##### EXERCISE MATERIAL

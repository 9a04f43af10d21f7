pub mod config;
pub mod convert;
pub mod dual;
pub mod month;
pub mod timeline;

use anyhow::Result;
use serde_json::to_string_pretty;

use crate::render::render_rejected;
use duet_core::RejectedEvent;

/// Print a layout as pretty JSON.
fn print_json<T: serde::Serialize>(value: &T) -> Result<()> {
    println!("{}", to_string_pretty(value)?);
    Ok(())
}

/// Report rejected events on stderr so stdout stays clean for piping.
fn report_rejected(rejected: &[RejectedEvent]) {
    if let Some(footer) = render_rejected(rejected) {
        eprintln!("\n{footer}");
    }
}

##########

## WORK TASK:
Select, from the listing, all lines that include the word "Result".

## TASK ANSWER:
use anyhow::Result;
fn print_json<T: serde::Serialize>(value: &T) -> Result<()> {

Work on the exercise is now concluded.